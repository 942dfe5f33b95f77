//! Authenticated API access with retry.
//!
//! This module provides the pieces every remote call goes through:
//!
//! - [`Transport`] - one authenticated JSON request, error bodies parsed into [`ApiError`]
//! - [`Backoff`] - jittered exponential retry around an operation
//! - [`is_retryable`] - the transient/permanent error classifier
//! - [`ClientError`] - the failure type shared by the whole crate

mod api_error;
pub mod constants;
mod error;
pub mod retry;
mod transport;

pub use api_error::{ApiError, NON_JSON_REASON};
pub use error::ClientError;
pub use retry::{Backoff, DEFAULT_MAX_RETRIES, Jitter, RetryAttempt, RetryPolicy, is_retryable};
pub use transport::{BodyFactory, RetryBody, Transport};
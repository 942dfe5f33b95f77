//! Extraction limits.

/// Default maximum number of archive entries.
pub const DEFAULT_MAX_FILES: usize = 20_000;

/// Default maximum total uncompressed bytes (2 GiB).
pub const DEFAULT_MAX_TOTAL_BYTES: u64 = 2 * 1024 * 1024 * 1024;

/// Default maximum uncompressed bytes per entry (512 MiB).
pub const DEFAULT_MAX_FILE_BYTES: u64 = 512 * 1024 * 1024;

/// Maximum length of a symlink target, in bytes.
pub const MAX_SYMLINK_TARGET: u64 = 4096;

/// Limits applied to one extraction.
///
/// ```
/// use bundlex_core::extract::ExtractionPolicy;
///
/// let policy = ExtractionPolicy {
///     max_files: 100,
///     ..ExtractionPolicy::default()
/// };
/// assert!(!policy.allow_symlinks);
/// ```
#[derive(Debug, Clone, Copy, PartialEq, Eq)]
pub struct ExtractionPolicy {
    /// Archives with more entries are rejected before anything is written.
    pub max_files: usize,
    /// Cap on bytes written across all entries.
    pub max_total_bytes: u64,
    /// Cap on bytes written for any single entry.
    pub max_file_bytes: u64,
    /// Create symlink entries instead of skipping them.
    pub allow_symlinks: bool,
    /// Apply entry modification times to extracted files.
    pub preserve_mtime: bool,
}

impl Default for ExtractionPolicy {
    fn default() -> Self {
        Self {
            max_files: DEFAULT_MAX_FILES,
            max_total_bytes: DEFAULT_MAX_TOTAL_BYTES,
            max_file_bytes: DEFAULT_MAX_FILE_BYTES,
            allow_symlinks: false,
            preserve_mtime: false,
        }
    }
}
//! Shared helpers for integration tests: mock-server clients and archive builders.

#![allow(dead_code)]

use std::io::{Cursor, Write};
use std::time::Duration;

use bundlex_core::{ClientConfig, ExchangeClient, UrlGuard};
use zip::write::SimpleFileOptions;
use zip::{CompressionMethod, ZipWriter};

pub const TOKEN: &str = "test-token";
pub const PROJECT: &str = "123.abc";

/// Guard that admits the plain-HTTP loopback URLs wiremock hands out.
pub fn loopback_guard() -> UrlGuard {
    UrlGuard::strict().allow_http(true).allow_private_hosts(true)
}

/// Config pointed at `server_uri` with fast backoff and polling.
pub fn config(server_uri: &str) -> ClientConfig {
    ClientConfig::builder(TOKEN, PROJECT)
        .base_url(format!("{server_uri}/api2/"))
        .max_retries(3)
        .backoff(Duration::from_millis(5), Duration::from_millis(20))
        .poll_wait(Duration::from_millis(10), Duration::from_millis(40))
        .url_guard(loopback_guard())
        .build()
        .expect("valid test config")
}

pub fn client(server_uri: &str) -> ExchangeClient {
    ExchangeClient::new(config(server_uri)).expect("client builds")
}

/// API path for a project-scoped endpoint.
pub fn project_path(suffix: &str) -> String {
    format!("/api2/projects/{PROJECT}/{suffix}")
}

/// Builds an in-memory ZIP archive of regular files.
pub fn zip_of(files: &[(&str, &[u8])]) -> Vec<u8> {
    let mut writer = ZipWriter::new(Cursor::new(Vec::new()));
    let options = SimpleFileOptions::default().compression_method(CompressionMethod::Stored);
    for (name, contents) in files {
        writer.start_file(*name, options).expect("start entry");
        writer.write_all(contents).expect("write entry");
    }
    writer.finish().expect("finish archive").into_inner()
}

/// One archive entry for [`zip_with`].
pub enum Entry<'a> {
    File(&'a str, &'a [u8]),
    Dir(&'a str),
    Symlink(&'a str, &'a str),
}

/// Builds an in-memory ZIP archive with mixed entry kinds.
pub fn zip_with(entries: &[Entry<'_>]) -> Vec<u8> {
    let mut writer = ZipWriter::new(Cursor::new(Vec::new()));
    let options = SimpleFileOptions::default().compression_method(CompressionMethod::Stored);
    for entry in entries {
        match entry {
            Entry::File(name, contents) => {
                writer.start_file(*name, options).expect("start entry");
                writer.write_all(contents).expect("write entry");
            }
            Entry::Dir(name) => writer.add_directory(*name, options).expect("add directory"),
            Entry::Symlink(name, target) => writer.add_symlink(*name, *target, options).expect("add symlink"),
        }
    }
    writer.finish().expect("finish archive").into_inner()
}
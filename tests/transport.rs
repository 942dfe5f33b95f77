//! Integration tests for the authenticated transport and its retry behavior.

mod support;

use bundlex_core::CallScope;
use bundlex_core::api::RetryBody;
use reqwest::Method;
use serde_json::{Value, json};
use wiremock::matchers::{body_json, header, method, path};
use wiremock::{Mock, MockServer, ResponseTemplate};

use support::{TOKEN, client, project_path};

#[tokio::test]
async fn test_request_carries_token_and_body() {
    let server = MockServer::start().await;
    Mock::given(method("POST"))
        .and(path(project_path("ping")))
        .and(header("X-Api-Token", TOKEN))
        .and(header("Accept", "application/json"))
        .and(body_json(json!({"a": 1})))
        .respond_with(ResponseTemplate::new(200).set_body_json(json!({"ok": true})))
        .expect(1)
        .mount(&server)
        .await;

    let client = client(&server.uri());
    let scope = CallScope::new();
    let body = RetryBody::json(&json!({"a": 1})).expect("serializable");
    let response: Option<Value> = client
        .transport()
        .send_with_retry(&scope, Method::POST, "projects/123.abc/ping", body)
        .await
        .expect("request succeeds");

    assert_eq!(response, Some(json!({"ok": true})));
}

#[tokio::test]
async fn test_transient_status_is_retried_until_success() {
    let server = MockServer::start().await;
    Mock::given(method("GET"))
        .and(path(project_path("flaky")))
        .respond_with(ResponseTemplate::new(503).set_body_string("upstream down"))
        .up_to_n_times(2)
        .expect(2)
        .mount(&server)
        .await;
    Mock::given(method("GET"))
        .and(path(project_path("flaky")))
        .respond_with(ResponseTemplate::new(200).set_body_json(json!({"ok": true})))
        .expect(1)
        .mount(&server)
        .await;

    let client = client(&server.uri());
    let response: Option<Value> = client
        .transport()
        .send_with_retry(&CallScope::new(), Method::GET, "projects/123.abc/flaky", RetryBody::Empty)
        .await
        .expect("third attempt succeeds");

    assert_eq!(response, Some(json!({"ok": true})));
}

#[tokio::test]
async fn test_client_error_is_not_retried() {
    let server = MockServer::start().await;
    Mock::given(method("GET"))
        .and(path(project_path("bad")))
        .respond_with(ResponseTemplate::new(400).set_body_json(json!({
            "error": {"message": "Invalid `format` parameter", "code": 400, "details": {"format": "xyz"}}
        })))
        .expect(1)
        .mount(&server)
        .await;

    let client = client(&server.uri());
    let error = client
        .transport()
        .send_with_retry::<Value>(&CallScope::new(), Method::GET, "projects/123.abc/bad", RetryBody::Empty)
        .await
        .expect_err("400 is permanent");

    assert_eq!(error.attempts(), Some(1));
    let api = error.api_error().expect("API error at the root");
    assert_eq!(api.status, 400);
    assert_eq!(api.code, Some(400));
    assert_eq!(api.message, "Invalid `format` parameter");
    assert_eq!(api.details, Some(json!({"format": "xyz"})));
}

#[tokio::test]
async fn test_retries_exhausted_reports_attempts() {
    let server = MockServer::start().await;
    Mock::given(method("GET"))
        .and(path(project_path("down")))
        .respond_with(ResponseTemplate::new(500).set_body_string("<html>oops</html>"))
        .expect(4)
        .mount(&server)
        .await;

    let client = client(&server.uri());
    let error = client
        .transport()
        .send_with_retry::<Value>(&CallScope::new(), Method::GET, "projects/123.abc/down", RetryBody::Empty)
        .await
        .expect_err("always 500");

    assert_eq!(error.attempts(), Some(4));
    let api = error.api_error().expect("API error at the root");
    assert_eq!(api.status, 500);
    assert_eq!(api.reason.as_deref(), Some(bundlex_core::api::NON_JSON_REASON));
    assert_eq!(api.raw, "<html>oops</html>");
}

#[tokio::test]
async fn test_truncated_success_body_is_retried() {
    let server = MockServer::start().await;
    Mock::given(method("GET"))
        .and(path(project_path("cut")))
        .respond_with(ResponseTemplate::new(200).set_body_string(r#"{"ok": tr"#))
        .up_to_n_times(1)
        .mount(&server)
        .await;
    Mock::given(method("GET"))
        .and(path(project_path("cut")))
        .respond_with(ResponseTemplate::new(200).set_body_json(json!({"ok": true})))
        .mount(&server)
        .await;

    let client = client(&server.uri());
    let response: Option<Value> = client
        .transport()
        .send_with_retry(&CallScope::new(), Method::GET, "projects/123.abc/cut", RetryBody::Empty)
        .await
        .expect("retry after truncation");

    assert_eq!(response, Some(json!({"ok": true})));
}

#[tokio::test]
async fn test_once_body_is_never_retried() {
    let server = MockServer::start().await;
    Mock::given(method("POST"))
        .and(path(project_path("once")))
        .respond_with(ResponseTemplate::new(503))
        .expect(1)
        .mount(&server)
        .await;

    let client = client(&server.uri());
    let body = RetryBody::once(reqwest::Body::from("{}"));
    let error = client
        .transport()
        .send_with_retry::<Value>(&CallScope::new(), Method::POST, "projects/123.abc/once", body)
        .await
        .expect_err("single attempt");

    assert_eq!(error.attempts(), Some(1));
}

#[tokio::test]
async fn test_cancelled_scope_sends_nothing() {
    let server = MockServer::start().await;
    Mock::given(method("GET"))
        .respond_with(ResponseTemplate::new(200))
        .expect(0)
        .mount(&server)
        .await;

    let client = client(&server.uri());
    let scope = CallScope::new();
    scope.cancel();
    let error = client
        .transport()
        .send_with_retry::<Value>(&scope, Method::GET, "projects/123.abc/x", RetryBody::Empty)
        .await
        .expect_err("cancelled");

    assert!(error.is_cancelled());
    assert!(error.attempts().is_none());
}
########
Your instructions: The first line of the entries above marks where to begin; repeat each line exactly through the one that contains "around an operation", and include that line.

Response area:
repository 942dfe5f33b95f77
//! Authenticated API access with retry.
//!
//! This module provides the pieces every remote call goes through:
//!
//! - [`Transport`] - one authenticated JSON request, error bodies parsed into [`ApiError`]
//! - [`Backoff`] - jittered exponential retry around an operation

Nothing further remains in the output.